Hi Gumboot,
Dolphins and sharks look fairly similar because of a phenomenon known as parallel evolution. In essence the fact that they live in the ocean means that swimming is of paramount importance to them, and to swim quickly there are certain hydrodynamic proportions / shapes that work better than others. Any mutation, say for greater intelligence, that took them away from this streamlined (one could say fish like) shape, would work against them.
Except it's not parallel evolution. Dolphins evolved on land for millions of years, and only then entered the water, during which time sharks remained relatively unchanged.
A shark and a snapper feature parallel evolution. Not a dolphin. And a dolphin has vastly higher intelligence than sharks or snapper. Why? Because of all that time as a mammal on land, in circumstances that enabled higher intelligence.
Quadropedia is a useful format, but there's no reason to assume that it is the only successful body format, or that intelligence will arise from that particular form. Six legs (insects), eight legs (arachnids), and more legs (centipedes etc) are also successfuly body formats.
This is true, but only in very small animals.
The advantage of higher numbers of legs is stability and mobility in very uneven terrain. For tiny animals such as insects and spiders, even the smallest ground variations act as enormous obstacles, so being able to maneuver around sheer walls and difficult terrain is vital.
Once you get to the size of larger animals, the advantage offered by more legs is countered by lost efficiency because all of those legs require energy to function. The likely reason all limbed terrestrial vertebrates are tetrapods is because the earliest limbs (pectoral fins, in primitive fish) acted to provide steering and to provide buoyancy by generating lift. Having multiple ranks of fins would not offer any significant benefit as the secondary and tertiary pairs of fins would be in stalled water behind the front fins, and therefore incapable of providing an advantage in maneuvering or lift generation.
Once vertebrates looked to move onto land the most efficient and expedient way of this occurring is through the addition of a second pair of limbs.
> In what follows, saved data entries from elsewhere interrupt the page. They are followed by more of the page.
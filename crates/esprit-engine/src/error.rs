use esprit_contracts::CatalogError;
use thiserror::Error;

#[derive(Debug, Error)]
pub enum GenerateError {
    #[error("entity '{0}' not found")]
    EntityNotFound(String),

    #[error("no prompt available for style '{style_id}' on '{entity}'")]
    StyleUnavailable { entity: String, style_id: String },

    #[error("image provider rate limited: {0}")]
    RateLimited(String),

    #[error("image provider returned no image (possible safety filter)")]
    NoImageProduced,

    #[error("image generation failed: {0:#}")]
    GenerationFailed(anyhow::Error),

    #[error("storing generated image failed: {0:#}")]
    AssetStorage(anyhow::Error),

    #[error("persisting catalog failed: {0}")]
    Persistence(#[from] CatalogError),

    #[error("catalog inconsistent: {0}")]
    Inconsistent(String),
}

impl GenerateError {
    /// Errors caused by the request itself rather than by a dependency.
    pub fn is_client_error(&self) -> bool {
        matches!(
            self,
            Self::EntityNotFound(_) | Self::StyleUnavailable { .. }
        )
    }

    pub fn is_retryable(&self) -> bool {
        matches!(self, Self::RateLimited(_))
    }

    /// Stable tag for logs and the generation journal.
    pub fn kind(&self) -> &'static str {
        match self {
            Self::EntityNotFound(_) => "entity_not_found",
            Self::StyleUnavailable { .. } => "style_unavailable",
            Self::RateLimited(_) => "rate_limited",
            Self::NoImageProduced => "no_image_produced",
            Self::GenerationFailed(_) => "generation_failed",
            Self::AssetStorage(_) => "asset_storage",
            Self::Persistence(_) => "persistence",
            Self::Inconsistent(_) => "inconsistent",
        }
    }
}

pub type GenerateResult<T> = std::result::Result<T, GenerateError>;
As a result all large land animals (and their descendants) are tetrapods.
Arthropods aren't capable of developing to the size necessary for dominating the land and becoming a super-predator, because they're invertebrates. Again we see evolution forcing development along a narrow range of options.
Once you get into flat open terrain (which is what motivates the bipedal arrangement that enables tool use and leads to brain development) the advantages of having more than four legs become even less significant, and having less limbs actually starts to be an advantage. Even if it were possible to come up with a scenario where, say, large six-limbed terrestrial vertebrate evolved (in all honesty I am pretty confidence it would be evolutionarily improbable), you would probably find that they would have lost one set of limbs long before becoming bipedal. You'd still end up with a species that had a basically humanoid appearance.
Intelligence will arise in a species when it becomes an evolutionary advantage for that species to have it. Then those that are smarter for whatever mutation they have will be selected for. As long as that intelligence doesn't come with a disadvantage as well.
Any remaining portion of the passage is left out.